:: Records provided

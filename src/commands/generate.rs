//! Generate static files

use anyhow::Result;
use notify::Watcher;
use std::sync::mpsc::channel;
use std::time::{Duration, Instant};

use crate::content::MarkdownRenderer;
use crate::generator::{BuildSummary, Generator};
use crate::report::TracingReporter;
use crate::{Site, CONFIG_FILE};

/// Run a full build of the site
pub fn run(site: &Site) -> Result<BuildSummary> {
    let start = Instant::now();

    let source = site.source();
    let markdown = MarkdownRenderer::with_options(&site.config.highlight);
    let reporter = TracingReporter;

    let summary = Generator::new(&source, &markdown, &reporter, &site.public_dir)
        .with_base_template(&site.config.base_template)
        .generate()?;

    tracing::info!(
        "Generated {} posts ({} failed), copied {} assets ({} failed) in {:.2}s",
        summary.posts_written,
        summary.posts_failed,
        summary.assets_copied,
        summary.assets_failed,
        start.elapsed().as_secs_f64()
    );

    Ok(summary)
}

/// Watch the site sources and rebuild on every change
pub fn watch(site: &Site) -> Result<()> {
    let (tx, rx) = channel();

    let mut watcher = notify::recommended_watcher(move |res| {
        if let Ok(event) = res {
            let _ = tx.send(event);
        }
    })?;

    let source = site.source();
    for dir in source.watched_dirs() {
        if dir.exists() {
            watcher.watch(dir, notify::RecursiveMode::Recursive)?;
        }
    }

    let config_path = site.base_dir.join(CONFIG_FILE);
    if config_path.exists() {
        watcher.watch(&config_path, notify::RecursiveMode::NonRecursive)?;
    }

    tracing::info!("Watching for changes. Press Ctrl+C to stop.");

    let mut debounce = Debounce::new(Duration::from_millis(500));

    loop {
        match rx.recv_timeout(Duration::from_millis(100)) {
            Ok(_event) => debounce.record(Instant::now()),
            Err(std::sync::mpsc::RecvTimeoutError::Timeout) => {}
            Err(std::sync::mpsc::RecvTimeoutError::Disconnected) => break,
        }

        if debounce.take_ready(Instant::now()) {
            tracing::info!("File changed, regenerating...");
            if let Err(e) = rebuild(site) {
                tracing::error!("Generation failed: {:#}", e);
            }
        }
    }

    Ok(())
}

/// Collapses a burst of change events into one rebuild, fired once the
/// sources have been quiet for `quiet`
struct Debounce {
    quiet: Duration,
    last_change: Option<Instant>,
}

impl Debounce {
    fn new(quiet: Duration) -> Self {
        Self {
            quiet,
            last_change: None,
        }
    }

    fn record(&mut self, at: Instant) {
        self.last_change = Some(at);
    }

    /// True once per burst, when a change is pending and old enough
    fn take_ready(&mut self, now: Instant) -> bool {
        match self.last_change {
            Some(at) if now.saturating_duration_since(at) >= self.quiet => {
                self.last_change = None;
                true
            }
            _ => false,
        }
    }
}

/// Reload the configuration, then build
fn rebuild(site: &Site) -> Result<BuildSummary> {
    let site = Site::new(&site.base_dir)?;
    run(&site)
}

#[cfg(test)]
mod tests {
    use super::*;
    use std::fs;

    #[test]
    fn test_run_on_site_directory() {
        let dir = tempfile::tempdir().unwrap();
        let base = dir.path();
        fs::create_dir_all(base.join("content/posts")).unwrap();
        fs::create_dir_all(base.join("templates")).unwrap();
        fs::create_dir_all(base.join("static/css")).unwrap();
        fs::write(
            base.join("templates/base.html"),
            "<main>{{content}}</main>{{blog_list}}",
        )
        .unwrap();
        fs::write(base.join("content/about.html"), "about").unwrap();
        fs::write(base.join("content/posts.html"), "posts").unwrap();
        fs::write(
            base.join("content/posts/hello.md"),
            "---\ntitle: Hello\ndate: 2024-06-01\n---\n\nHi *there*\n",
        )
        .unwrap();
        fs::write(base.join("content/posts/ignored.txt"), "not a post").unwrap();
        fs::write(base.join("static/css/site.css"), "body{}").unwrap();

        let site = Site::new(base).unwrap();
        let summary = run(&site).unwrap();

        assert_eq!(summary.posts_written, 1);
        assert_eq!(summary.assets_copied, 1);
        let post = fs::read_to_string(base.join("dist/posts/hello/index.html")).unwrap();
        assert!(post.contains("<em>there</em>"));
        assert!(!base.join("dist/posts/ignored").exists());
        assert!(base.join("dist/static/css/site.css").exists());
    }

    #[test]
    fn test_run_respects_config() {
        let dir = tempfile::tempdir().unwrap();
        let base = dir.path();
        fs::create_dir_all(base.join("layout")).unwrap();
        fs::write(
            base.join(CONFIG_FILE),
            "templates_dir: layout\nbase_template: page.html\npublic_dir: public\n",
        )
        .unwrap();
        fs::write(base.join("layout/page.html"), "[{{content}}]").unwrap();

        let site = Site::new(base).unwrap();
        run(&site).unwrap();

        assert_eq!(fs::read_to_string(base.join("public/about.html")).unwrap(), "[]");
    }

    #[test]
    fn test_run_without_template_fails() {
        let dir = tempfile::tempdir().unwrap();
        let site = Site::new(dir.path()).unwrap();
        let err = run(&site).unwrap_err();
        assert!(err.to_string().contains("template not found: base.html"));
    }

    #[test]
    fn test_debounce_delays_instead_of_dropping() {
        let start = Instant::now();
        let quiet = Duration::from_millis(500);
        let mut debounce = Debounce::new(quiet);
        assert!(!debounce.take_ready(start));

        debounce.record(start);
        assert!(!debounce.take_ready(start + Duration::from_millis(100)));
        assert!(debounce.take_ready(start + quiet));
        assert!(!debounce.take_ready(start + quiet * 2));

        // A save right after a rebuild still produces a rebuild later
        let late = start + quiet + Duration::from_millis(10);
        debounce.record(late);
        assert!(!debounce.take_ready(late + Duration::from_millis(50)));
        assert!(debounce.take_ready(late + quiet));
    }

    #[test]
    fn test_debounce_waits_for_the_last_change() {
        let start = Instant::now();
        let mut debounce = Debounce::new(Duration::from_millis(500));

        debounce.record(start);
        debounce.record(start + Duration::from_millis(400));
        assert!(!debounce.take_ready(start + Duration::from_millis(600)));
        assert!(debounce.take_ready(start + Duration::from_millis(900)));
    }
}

::::
:: Records provided

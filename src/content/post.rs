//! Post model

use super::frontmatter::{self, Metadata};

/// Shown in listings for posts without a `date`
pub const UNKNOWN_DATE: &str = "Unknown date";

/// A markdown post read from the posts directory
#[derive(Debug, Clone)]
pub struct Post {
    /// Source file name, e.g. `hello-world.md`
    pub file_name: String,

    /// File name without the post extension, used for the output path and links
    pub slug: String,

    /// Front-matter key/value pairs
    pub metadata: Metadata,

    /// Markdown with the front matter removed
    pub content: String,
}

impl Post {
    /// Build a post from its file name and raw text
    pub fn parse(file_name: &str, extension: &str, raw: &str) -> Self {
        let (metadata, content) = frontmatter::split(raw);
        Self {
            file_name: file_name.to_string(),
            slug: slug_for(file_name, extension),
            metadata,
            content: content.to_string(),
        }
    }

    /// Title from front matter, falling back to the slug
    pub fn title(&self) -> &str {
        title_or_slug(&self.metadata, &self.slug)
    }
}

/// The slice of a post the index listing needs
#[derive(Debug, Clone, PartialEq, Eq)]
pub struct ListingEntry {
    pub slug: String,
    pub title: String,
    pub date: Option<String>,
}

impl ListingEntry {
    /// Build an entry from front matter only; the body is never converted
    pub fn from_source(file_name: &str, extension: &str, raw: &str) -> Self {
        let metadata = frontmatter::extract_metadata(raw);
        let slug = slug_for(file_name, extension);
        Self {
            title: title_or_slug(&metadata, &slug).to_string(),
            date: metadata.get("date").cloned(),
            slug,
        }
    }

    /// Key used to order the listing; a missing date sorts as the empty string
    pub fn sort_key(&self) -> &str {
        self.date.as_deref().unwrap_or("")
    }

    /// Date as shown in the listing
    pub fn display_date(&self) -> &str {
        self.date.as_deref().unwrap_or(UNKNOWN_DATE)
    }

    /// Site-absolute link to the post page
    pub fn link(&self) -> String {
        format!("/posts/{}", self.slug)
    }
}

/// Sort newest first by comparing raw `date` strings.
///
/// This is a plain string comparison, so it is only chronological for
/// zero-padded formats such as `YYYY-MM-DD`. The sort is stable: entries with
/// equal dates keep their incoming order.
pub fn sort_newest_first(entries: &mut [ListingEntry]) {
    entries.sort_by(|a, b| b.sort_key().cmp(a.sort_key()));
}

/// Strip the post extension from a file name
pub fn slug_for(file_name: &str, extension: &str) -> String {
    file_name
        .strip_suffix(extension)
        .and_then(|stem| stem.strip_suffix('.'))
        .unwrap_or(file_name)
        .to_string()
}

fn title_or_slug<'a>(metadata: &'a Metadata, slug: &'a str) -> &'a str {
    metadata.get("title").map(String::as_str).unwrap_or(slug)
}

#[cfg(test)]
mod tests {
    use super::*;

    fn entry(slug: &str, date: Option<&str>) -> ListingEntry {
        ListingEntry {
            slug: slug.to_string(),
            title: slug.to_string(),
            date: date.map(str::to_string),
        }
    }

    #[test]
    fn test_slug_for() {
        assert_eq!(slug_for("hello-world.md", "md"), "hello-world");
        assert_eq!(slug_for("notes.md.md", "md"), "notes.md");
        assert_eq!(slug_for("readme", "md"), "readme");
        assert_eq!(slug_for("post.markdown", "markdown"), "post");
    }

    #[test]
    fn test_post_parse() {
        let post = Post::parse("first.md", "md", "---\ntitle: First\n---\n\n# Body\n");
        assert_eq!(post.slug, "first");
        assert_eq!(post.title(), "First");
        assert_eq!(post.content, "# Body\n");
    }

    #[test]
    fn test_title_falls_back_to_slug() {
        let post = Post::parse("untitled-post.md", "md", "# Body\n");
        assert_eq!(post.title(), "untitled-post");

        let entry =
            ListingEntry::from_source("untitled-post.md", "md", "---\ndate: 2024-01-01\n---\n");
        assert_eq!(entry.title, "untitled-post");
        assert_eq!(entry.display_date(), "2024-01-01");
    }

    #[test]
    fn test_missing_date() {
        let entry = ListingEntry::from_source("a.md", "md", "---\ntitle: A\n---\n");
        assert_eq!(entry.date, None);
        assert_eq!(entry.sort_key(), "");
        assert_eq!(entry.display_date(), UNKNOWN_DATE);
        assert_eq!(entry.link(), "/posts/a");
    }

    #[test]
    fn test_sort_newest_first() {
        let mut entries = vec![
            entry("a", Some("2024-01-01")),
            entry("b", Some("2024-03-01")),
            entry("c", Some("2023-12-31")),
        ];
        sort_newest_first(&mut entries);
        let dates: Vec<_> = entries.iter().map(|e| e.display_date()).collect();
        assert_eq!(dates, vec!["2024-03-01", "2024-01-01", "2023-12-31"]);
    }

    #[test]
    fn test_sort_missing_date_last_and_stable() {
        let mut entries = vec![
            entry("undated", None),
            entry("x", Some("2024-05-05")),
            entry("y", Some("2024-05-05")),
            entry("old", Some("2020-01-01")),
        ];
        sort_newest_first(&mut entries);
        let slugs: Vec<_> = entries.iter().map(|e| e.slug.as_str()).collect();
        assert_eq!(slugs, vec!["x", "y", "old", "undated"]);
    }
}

::::

*Exercise brief*:
Out of the records, collect only those lines that contain the string "channel".

*Answer section*:
use std::sync::mpsc::channel;
    let (tx, rx) = channel();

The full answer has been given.